L’entreprise Motobécane, premier constructeur français du moment, se lance alors dans la production massive de Mobylettes pour faire face au succès du Solex. Elle organise un atelier de montage approvisionné par sa division bicyclette pour les cadres et pour les moteurs par celle des motos.
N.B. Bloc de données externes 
//! Uploader - sends one raster as a frame sequence.
//!
//! The uploader only knows the [`FrameSink`] seam. It emits:
//! 1. the 8-byte dimension header (binary)
//! 2. pixel chunks of at most `max_chunk_size` bytes (binary, in order)
//! 3. the `KONIEC` end marker (text)
//!
//! # Example
//!
//! ```ignore
//! use leadwire::{RasterImage, Uploader};
//!
//! let uploader = Uploader::new(8 * 1024);
//! uploader.upload(&image, &mut writer).await?;
//! ```

use async_trait::async_trait;
use bytes::Bytes;

use crate::error::{TransportError, UploadError};
use crate::protocol::{Frame, UploadFrames, DEFAULT_CHUNK_SIZE};
use crate::raster::RasterImage;

/// Destination for outgoing frames.
///
/// Implementations must deliver frames in the order sent and keep each
/// frame's boundaries intact.
#[async_trait]
pub trait FrameSink: Send {
    /// Send one binary frame.
    async fn send_binary(&mut self, payload: Bytes) -> Result<(), TransportError>;

    /// Send one text frame.
    async fn send_text(&mut self, text: String) -> Result<(), TransportError>;

    /// Send either kind of frame.
    async fn send_frame(&mut self, frame: Frame) -> Result<(), TransportError> {
        match frame {
            Frame::Binary(payload) => self.send_binary(payload).await,
            Frame::Text(text) => self.send_text(text).await,
        }
    }
}

/// Collects frames in memory.
#[async_trait]
impl FrameSink for Vec<Frame> {
    async fn send_binary(&mut self, payload: Bytes) -> Result<(), TransportError> {
        self.push(Frame::Binary(payload));
        Ok(())
    }

    async fn send_text(&mut self, text: String) -> Result<(), TransportError> {
        self.push(Frame::Text(text));
        Ok(())
    }
}

/// Splits rasters into upload frames and pushes them into a sink.
#[derive(Debug, Clone, Copy)]
pub struct Uploader {
    max_chunk_size: usize,
}

impl Uploader {
    pub fn new(max_chunk_size: usize) -> Self {
        Self { max_chunk_size }
    }

    #[inline]
    pub fn max_chunk_size(&self) -> usize {
        self.max_chunk_size
    }

    /// Upload `image` into `sink`.
    ///
    /// Stops at the first failing send; nothing is retried.
    ///
    /// # Errors
    ///
    /// - `UploadError::Encode` if the image is empty or the chunk size is 0
    ///   (no frame is sent)
    /// - `UploadError::Transport` with the sink's own error otherwise
    pub async fn upload<S>(&self, image: &RasterImage, sink: &mut S) -> Result<(), UploadError>
    where
        S: FrameSink + ?Sized,
    {
        let frames = UploadFrames::new(image, self.max_chunk_size)?;
        let total = frames.frame_count();
        tracing::debug!(
            "Uploading {}x{} raster: {} bytes in {} frames",
            image.width(),
            image.height(),
            image.pixels().len(),
            total
        );

        for (index, frame) in frames.enumerate() {
            if let Err(e) = sink.send_frame(frame).await {
                tracing::error!("Upload aborted at frame {}/{}: {}", index + 1, total, e);
                return Err(UploadError::Transport(e));
            }
        }

        Ok(())
    }
}

impl Default for Uploader {
    fn default() -> Self {
        Self::new(DEFAULT_CHUNK_SIZE)
    }
}

#[cfg(test)]
mod tests {
    use super::*;
    use crate::error::EncodeError;

    /// Sink that fails after accepting `limit` frames.
    struct FailingSink {
        accepted: Vec<Frame>,
        limit: usize,
    }

    #[async_trait]
    impl FrameSink for FailingSink {
        async fn send_binary(&mut self, payload: Bytes) -> Result<(), TransportError> {
            if self.accepted.len() >= self.limit {
                return Err(TransportError::ConnectionClosed);
            }
            self.accepted.push(Frame::Binary(payload));
            Ok(())
        }

        async fn send_text(&mut self, text: String) -> Result<(), TransportError> {
            if self.accepted.len() >= self.limit {
                return Err(TransportError::Send("socket gone".into()));
            }
            self.accepted.push(Frame::Text(text));
            Ok(())
        }
    }

    #[tokio::test]
    async fn test_upload_frame_sequence() {
        let image = RasterImage::new(100, 50, vec![0xABu8; 5000]);
        let mut sink: Vec<Frame> = Vec::new();

        Uploader::new(2048).upload(&image, &mut sink).await.unwrap();

        assert_eq!(sink.len(), 1 + 3 + 1);
        assert_eq!(sink[0].payload(), &[0, 0, 0, 100, 0, 0, 0, 50]);
        assert_eq!(sink[1].payload_len(), 2048);
        assert_eq!(sink[2].payload_len(), 2048);
        assert_eq!(sink[3].payload_len(), 904);
        assert!(sink[4].is_end_marker());
    }

    #[tokio::test]
    async fn test_upload_chunks_reassemble() {
        let pixels: Vec<u8> = (0..10_000u32).map(|i| (i * 7 % 256) as u8).collect();
        let image = RasterImage::new(100, 100, pixels.clone());
        let mut sink: Vec<Frame> = Vec::new();

        Uploader::default().upload(&image, &mut sink).await.unwrap();

        let body: Vec<u8> = sink[1..sink.len() - 1]
            .iter()
            .flat_map(|f| f.payload().to_vec())
            .collect();
        assert_eq!(body, pixels);
    }

    #[tokio::test]
    async fn test_empty_image_sends_nothing() {
        let image = RasterImage::new(0, 0, Vec::<u8>::new());
        let mut sink: Vec<Frame> = Vec::new();

        let err = Uploader::default().upload(&image, &mut sink).await.unwrap_err();

        assert!(matches!(err, UploadError::Encode(EncodeError::EmptyImage)));
        assert!(sink.is_empty());
    }

    #[tokio::test]
    async fn test_transport_error_propagated_unchanged() {
        let image = RasterImage::new(4, 4, vec![1u8; 16]);
        let mut sink = FailingSink {
            accepted: Vec::new(),
            limit: 2,
        };

        let err = Uploader::new(4).upload(&image, &mut sink).await.unwrap_err();

        assert!(matches!(
            err,
            UploadError::Transport(TransportError::ConnectionClosed)
        ));
        // Header + first chunk only; no end marker after a failure.
        assert_eq!(sink.accepted.len(), 2);
        assert!(!sink.accepted.iter().any(Frame::is_end_marker));
    }

    #[tokio::test]
    async fn test_end_marker_failure_reported() {
        let image = RasterImage::new(2, 1, vec![1u8, 2]);
        let mut sink = FailingSink {
            accepted: Vec::new(),
            limit: 2,
        };

        let err = Uploader::new(8).upload(&image, &mut sink).await.unwrap_err();
        assert!(matches!(err, UploadError::Transport(TransportError::Send(_))));
    }

    #[tokio::test]
    async fn test_upload_through_dyn_sink() {
        let image = RasterImage::new(1, 1, vec![9u8]);
        let mut frames: Vec<Frame> = Vec::new();
        let sink: &mut dyn FrameSink = &mut frames;

        Uploader::default().upload(&image, sink).await.unwrap();
        assert_eq!(frames.len(), 3);
    }
}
Très vite, trois cents Mobylettes sortent chaque jour de l’atelier qui montera en puissance pour fournir jusqu’à 6 000 machines par mois. Mais pour concurrencer durablement le Solex, il faut gagner la guerre du prix. En effet, le cyclomoteur « ultra minimaliste » qu’est le VéloSolex coûte 5 000 francs de moins qu’une Mobylette. La différence est impossible à surmonter. En 1953, on va produire 100 000 VéloSolex, trois fois plus dix ans plus tard. Très léger, le petit engin motorisé rencontre un large public féminin mais pas seulement. Le cinéma en est la preuve. Pour sa première apparition sur les écrans en 1952, on peut voir Brigitte Bardot circuler à VéloSolex, mais c’est avec Jacques Tati que l’engin revient régulièrement sur les écrans. Monsieur Hulot, son personnage mythique, ne se déplaçant qu’à VéloSolex dans Mon Oncle ou encore dans Les vacances de Monsieur Hulot.
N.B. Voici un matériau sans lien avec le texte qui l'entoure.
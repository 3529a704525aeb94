//! Wire format encoding and decoding.
//!
//! Upload direction starts with an 8-byte dimension header:
//! ```text
//! ┌──────────┬──────────┐
//! │ Width    │ Height   │
//! │ 4 bytes  │ 4 bytes  │
//! │ uint32 BE│ uint32 BE│
//! └──────────┴──────────┘
//! ```
//!
//! Every reply record starts with a 16-byte header:
//! ```text
//! ┌──────────┬──────────┬──────────┬────────────┐
//! │ Scale    │ Width    │ Height   │ Word count │
//! │ int32 BE │ int32 BE │ int32 BE │ int32 BE   │
//! └──────────┴──────────┴──────────┴────────────┘
//! ```
//!
//! All multi-byte integers are Big Endian.

use crate::error::DecodeError;

/// Dimension header size in bytes (fixed, exactly 8).
pub const DIMENSION_HEADER_SIZE: usize = 8;

/// Reply record header size in bytes (four int32 fields).
pub const RECORD_HEADER_SIZE: usize = 16;

/// Size of the record count that opens every reply.
pub const COUNT_SIZE: usize = 4;

/// Size of one packed word in bytes.
pub const WORD_SIZE: usize = 4;

/// Pixels carried by one packed word.
pub const BITS_PER_WORD: usize = 32;

/// Text payload that ends an upload.
pub const END_MARKER: &str = "KONIEC";

/// Default chunk size for flow-controlled links (8 KiB).
pub const DEFAULT_CHUNK_SIZE: usize = 8 * 1024;

/// Chunk size for transports that handle large messages natively (20 MiB).
pub const LARGE_CHUNK_SIZE: usize = 20 * 1024 * 1024;

/// Divisor turning the fixed-point scale field into its real value.
pub const SCALE_DIVISOR: f64 = 1_000_000.0;

/// First frame of every upload.
#[derive(Debug, Clone, Copy, PartialEq, Eq)]
pub struct DimensionHeader {
    pub width: u32,
    pub height: u32,
}

impl DimensionHeader {
    pub fn new(width: u32, height: u32) -> Self {
        Self { width, height }
    }

    /// Encode header to bytes (Big Endian).
    ///
    /// # Example
    ///
    /// ```
    /// use leadwire::protocol::DimensionHeader;
    ///
    /// let bytes = DimensionHeader::new(100, 50).encode();
    /// assert_eq!(bytes, [0, 0, 0, 100, 0, 0, 0, 50]);
    /// ```
    pub fn encode(&self) -> [u8; DIMENSION_HEADER_SIZE] {
        let mut buf = [0u8; DIMENSION_HEADER_SIZE];
        buf[0..4].copy_from_slice(&self.width.to_be_bytes());
        buf[4..8].copy_from_slice(&self.height.to_be_bytes());
        buf
    }

    /// Decode header from bytes.
    ///
    /// Returns `None` unless the buffer is exactly 8 bytes; a dimension
    /// frame never carries anything else.
    pub fn decode(buf: &[u8]) -> Option<Self> {
        if buf.len() != DIMENSION_HEADER_SIZE {
            return None;
        }
        Some(Self {
            width: u32::from_be_bytes([buf[0], buf[1], buf[2], buf[3]]),
            height: u32::from_be_bytes([buf[4], buf[5], buf[6], buf[7]]),
        })
    }
}

/// Metadata preceding each packed bitmap in a reply.
#[derive(Debug, Clone, Copy, PartialEq, Eq)]
pub struct RecordHeader {
    /// Fixed-point scale, real value is `scale / 1_000_000`.
    pub scale: i32,
    pub width: i32,
    pub height: i32,
    /// Number of packed 32-bit words that follow.
    pub word_count: i32,
}

impl RecordHeader {
    pub fn new(scale: i32, width: i32, height: i32, word_count: i32) -> Self {
        Self {
            scale,
            width,
            height,
            word_count,
        }
    }

    pub fn encode(&self) -> [u8; RECORD_HEADER_SIZE] {
        let mut buf = [0u8; RECORD_HEADER_SIZE];
        buf[0..4].copy_from_slice(&self.scale.to_be_bytes());
        buf[4..8].copy_from_slice(&self.width.to_be_bytes());
        buf[8..12].copy_from_slice(&self.height.to_be_bytes());
        buf[12..16].copy_from_slice(&self.word_count.to_be_bytes());
        buf
    }

    /// Returns `None` if buffer is too short.
    pub fn decode(buf: &[u8]) -> Option<Self> {
        if buf.len() < RECORD_HEADER_SIZE {
            return None;
        }
        Some(Self {
            scale: i32::from_be_bytes([buf[0], buf[1], buf[2], buf[3]]),
            width: i32::from_be_bytes([buf[4], buf[5], buf[6], buf[7]]),
            height: i32::from_be_bytes([buf[8], buf[9], buf[10], buf[11]]),
            word_count: i32::from_be_bytes([buf[12], buf[13], buf[14], buf[15]]),
        })
    }

    /// Check dimensions against the word count.
    ///
    /// `index` only feeds the error report.
    pub fn validate(&self, index: usize) -> Result<(), DecodeError> {
        let invalid = DecodeError::InvalidDimensions {
            index,
            width: self.width,
            height: self.height,
            word_count: self.word_count,
        };

        if self.width <= 0 || self.height <= 0 {
            return Err(invalid);
        }

        match words_for(self.width as u32, self.height as u32) {
            Some(expected) if expected as i64 == self.word_count as i64 => Ok(()),
            _ => Err(invalid),
        }
    }

    /// Payload length in bytes, valid only after `validate`.
    #[inline]
    pub fn payload_len(&self) -> usize {
        self.word_count.max(0) as usize * WORD_SIZE
    }

    /// Real scale value.
    #[inline]
    pub fn scale_value(&self) -> f64 {
        scale_value(self.scale)
    }
}

/// Number of packed words needed for a `width` x `height` bitmap.
///
/// Returns `None` on overflow.
///
/// # Example
///
/// ```
/// use leadwire::protocol::words_for;
///
/// assert_eq!(words_for(4, 2), Some(1));
/// assert_eq!(words_for(33, 1), Some(2));
/// ```
pub fn words_for(width: u32, height: u32) -> Option<usize> {
    let bits = (width as usize).checked_mul(height as usize)?;
    Some(bits.div_ceil(BITS_PER_WORD))
}

/// Convert a fixed-point scale field to its real value.
#[inline]
pub fn scale_value(raw: i32) -> f64 {
    raw as f64 / SCALE_DIVISOR
}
Une nouvelle venue va faire son apparition sur les écrans comme dans les rues au milieu des années 50, la Vespa. Dans Vacances romaines sorti en 1953, ce scooter transporte dans les rues de la Ville éternelle la très souriante Audrey Hepburn avec sur le porte bagage un autre monstre du cinéma, Gregory Peck. Avec son allure fuselée, la Vespa, mise au point en Italie dès 1949 par l’entreprise Piaggo, va conquérir le marché européen car elle véhicule des images de liberté, de sportivité et de jeunesse. Toutefois, elle n’est pas à la portée de tous, son prix équivalant alors à trois mois de salaire d’un employé. C’est un engin très astucieux qui reprend des techniques venues de l’aviation. En effet, en ruine après la guerre, l’usine aéronautique Piaggo a dû se reconvertir. La Vespa rapidement mise au point va se distinguer des autres motocyclettes. Les concepteurs utilisent des procédés de l’aéronautique comme la fixation latérale des roues, employée pour les trains d’atterrissage. Mais ils innovent aussi en montant directement le moteur sur la roue arrière par l’intermédiaire de la boite de vitesses. De ce fait, la chaîne de transmission disparaît. Il est alors possible de dégager une place pour les pieds à l’avant et de protéger les jambes par un carénage. La Vespa possède ainsi une allure bien particulière qui fait dire à Enrico Piaggo : « Elle a l’air d’une guêpe ». Ce scooter (un terme signifiant trottinette en anglais) permet d’atteindre 55km/h avec son moteur 2 temps. Il va marquer la fin des années 50 et toute la décennie suivante. Aujourd’hui, pour de toutes autres raisons, le développement des mobilités douces semble nous faire replonger dans ces années d’après guerre.